Like dispersion forces, the strength of hydrogen-bonding can be estimated by looking at the energy required to vaporise a material.
In ethanol, C2H4OH, EVap = 44 kJ.mol–1
...slightly more than butane, which has a higher molecular weight but no hydrogen bonding.
In water, H2O, EVap = 41 kJ.mol–1
...only slightly less than ethanol, despite its much smaller molecular weight: this is because with two hydrogens and one oxygen, each water molecule can form one-and-a-half hydrogen bonds, rather than one.
The directionality and permanence of hydrogen bonds are important in maintaining the three-dimensional structure of large biological molecules such as proteins and DNA.

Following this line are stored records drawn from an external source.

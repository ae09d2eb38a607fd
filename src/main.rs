mod cli;
use cli::{parse_cli_mode, run_agenda_mode, run_export_mode, CliMode, USAGE};
mod tui;
use tui::run_tui;

use calboard::storage::config::Config;
use tracing_subscriber::EnvFilter;

#[tokio::main]
async fn main() -> anyhow::Result<()> {
    setup_logging();

    let cli_mode = match parse_cli_mode() {
        Ok(mode) => mode,
        Err(err) => {
            eprintln!("Error: {}", err);
            println!("{}", USAGE);
            return Ok(());
        }
    };

    if cli_mode == CliMode::Help {
        println!("{}", USAGE);
        return Ok(());
    }

    let config = match Config::load_or_create() {
        Ok(config) => config,
        Err(e) => {
            eprintln!("Configuration error: {}", e);
            tracing::error!("Failed to load config from {}: {}", Config::config_path().display(), e);
            return Ok(());
        }
    };

    match cli_mode {
        CliMode::Agenda(date) => run_agenda_mode(&config, date).await,
        CliMode::ExportAll(date) => run_export_mode(&config, date).await,
        _ => Ok(run_tui(config).await?),
    }
}

fn setup_logging() {
    let log_dir = Config::config_dir();

    std::fs::create_dir_all(&log_dir).ok();

    let file_appender = tracing_appender::rolling::daily(log_dir, "calboard.log");
    let (non_blocking, _guard) = tracing_appender::non_blocking(file_appender);

    tracing_subscriber::fmt()
        .with_env_filter(EnvFilter::try_from_default_env().unwrap_or_else(|_| EnvFilter::new("info")))
        .with_writer(non_blocking)
        .with_ansi(false)
        .with_target(false)
        .init();

    std::mem::forget(_guard);

    tracing::info!("calboard started");
}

Structure Determination by X-Ray Diffraction
We have talked about how molecules held together by covalent bonds have clearly defined structures, and how ionic solids have clearly defined lattice structures. In metallic solids as well, the nuclei are generally arranged in a regular lattice. But how do we know that these structures exist? And how do we know what they are? In chemistry we are not allowed to just make things up, we need some sort of experimental justification for what we say, and the supreme method for experimentally investigating structures in the solid state is X-ray diffraction.
We use X-rays because the wavelength of X-rays (0.01 to 10 nm) is similar to the distance between nuclei in solid materials. This means that when X-rays are scattered through these materials, they will be able to undergo constructive and destructive interference- diffraction- with the electrons present to generate a diffraction pattern, from which many months of arduous human effort or a few seconds of computer are typically needed to work back and find the three-dimensional pattern of electron density that created the diffraction pattern. Because the highest electron density arises from the core electrons, the diffraction pattern will be a function of the position of the nuclei. This also means that it will be insensitive to the positions of any hydrogens in the structure, so it is often impossible to accurately determine exactly where they will be using X-ray diffraction.

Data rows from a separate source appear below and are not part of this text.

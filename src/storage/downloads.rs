use std::path::{Path, PathBuf};
use std::process::Command;

use thiserror::Error;

#[derive(Debug, Error)]
pub enum ExportError {
    #[error("Failed to write export: {0}")]
    WriteError(#[from] std::io::Error),
    #[error("Failed to open {path}: {reason}")]
    OpenError { path: PathBuf, reason: String },
}

/// File name suggested by a `Content-Disposition` header, if any.
pub fn file_name_from_disposition(header: &str) -> Option<String> {
    header
        .split(';')
        .map(str::trim)
        .find_map(|part| {
            let (key, value) = part.split_once('=')?;
            key.trim().eq_ignore_ascii_case("filename").then(|| value.trim().trim_matches('"').to_string())
        })
        .and_then(|name| sanitize_file_name(&name))
}

/// Reduces `name` to a single safe path component.
pub fn sanitize_file_name(name: &str) -> Option<String> {
    let last = name.rsplit(['/', '\\']).next().unwrap_or_default();
    let cleaned: String = last
        .chars()
        .filter(|c| !c.is_control() && !matches!(c, ':' | '*' | '?' | '"' | '<' | '>' | '|'))
        .collect();
    let cleaned = cleaned.trim().trim_start_matches('.').to_string();

    (!cleaned.is_empty()).then_some(cleaned)
}

/// Writes `bytes` into `dir`, never overwriting an existing file.
pub fn save_export(dir: &Path, file_name: &str, bytes: &[u8]) -> Result<PathBuf, ExportError> {
    std::fs::create_dir_all(dir)?;

    let name = sanitize_file_name(file_name).unwrap_or_else(|| "export.ics".to_string());
    let path = unique_path(dir, &name);
    std::fs::write(&path, bytes)?;

    tracing::info!("Saved export ({} bytes) to {}", bytes.len(), path.display());
    Ok(path)
}

pub fn open_with_system(path: &Path) -> Result<(), ExportError> {
    let opener = if cfg!(target_os = "macos") { "open" } else { "xdg-open" };
    tracing::info!("Opening {} with {}", path.display(), opener);

    Command::new(opener)
        .arg(path)
        .spawn()
        .map(|_| ())
        .map_err(|e| ExportError::OpenError {
            path: path.to_path_buf(),
            reason: e.to_string(),
        })
}

fn unique_path(dir: &Path, name: &str) -> PathBuf {
    let candidate = dir.join(name);
    if !candidate.exists() {
        return candidate;
    }

    let (stem, ext) = match name.rsplit_once('.') {
        Some((stem, ext)) if !stem.is_empty() => (stem, Some(ext)),
        _ => (name, None),
    };

    (1..)
        .map(|n| match ext {
            Some(ext) => dir.join(format!("{}-{}.{}", stem, n, ext)),
            None => dir.join(format!("{}-{}", stem, n)),
        })
        .find(|p| !p.exists())
        .unwrap_or(candidate)
}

Recall the formulae for electromagnetic radiation:
ν = c/λ
Where
ν = frequency in s-1
c = the speed of light, 2.997 924 58 m.s-1
λ = wavelength in m
E = hν
Where h = Planck’s Constant, 6.626 068 76 × 10–34 J.s
The process of finding a structure from an X-ray diffraction pattern is not entirely straightforward. Usually an iterative process of refinement is used, where the diffraction pattern for an initial guess at the structure is calculated and then modified one atom at a time to make something that looks a little bit more like the experimental diffraction pattern until the calculated and experimental results are in some kind of agreement. For best results, we need a large single crystal of the substance we want to investigate- the more regular the structure of the object we are scattering from, the clearer our diffraction pattern will be. There are a number of traps for young players that we need to bear in mind when considering X-Ray structures.
- X-Ray diffraction tells us about the structure in the crystal: when a compound melts, or is dissolved in a solvent, and still more when it vaporises, it might have quite a different structure. In an extreme example, many membrane-bound proteins have a hydrophobic section crossing the cell membrane whose structure is largely imposed by the hydrophobic molecules in the membrane: should you somehow manage to crystallise one of these notoriously difficult-to-crystallise substances from a solvent that can solublilise both the hydrophobic and hydrophilic parts of the protein, you are likely to end up with a very different structure from the one the protein adopts in the cell.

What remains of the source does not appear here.